No es mucho más lo que he podido averiguar sobre los sustancieros. Sí, aparecen muchas referencias aquí y allá, en algunas ocasiones se citan huesos de vaca, junto a otros de jamón o acompañados de pedazos de tocino unidos a cuerdas que se sumergían en los guisos pero, en general, no varía la forma en que se describe la labor del sustanciero. Para dar por finalizado este escrito, nada mejor que citar otra mención al sustanciero, en esta ocasión bajo la pluma de Julio Camba y publicada en La Vanguardia el 15 de julio de 1949:

El sustanciero era un hombre que, allá de higos a brevas, porque no todos los días son martes de carnaval, iba de casa en casa haciendo oscilar a modo de péndulo un hueso de jamón que llevaba pendiente de una soga y decía a grito pelado:

—¡Sustancia! ¿Quién quiere sustancia para el puchero? Traigo un hueso riquísimo.

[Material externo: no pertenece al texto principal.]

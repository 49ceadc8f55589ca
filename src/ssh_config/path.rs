//! Path helpers for SSH config discovery and expansion.

use std::path::{Path, PathBuf};

/// System-wide client config, used when no path is given.
pub const DEFAULT_SSH_CONFIG_PATH: &str = "/etc/ssh/ssh_config";

/// Expand a leading `~` component to the current user's home directory.
///
/// Works on any path, including non-UTF-8 ones. `~user` is left alone.
pub fn expand_tilde(path: &Path) -> PathBuf {
    if let Ok(rest) = path.strip_prefix("~")
        && let Some(home) = dirs::home_dir()
    {
        return home.join(rest);
    }

    path.to_path_buf()
}

/// Get the per-user SSH config path (`~/.ssh/config`).
pub fn get_user_ssh_config_path() -> Option<PathBuf> {
    dirs::home_dir().map(|home| home.join(".ssh").join("config"))
}

#[cfg(test)]
#[path = "../test/ssh_config/path.rs"]
mod tests;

De vez en cuando una pobre mujer que tenía al fuego una olla con agua, sal, dos o tres patatas y un poco de verdura, lo llamaba.

—Déme usted una perra gorda de sustancia —le decía— pero a ver si me la sirve usted a conciencia. El domingo pasado retiró usted demasiado pronto.
—No tenga usted cuidado, señora —le respondía el sustanciero—. Ya verá qué puchero más sabroso le sale hoy.

Y, cogiendo con su mano derecha el cordel a que estaba atado el hueso de jamón, introducía éste en la olla, mientras, con la mano izquierda, sacaba un reloj, para contar los segundos que pasaban. Supongo que si un día se hubiese equivocado introduciendo en la olla el reloj —que tenía, al efecto, una cadena muy a propósito— en vez de introducir el hueso, el resultado hubiese sido más o menos el mismo, pero no se equivocaba nunca y, cuando el reloj marcaba el término de la inmersión, el sustanciero reclamaba su perra gorda y se iba en busca de nuevos clientes.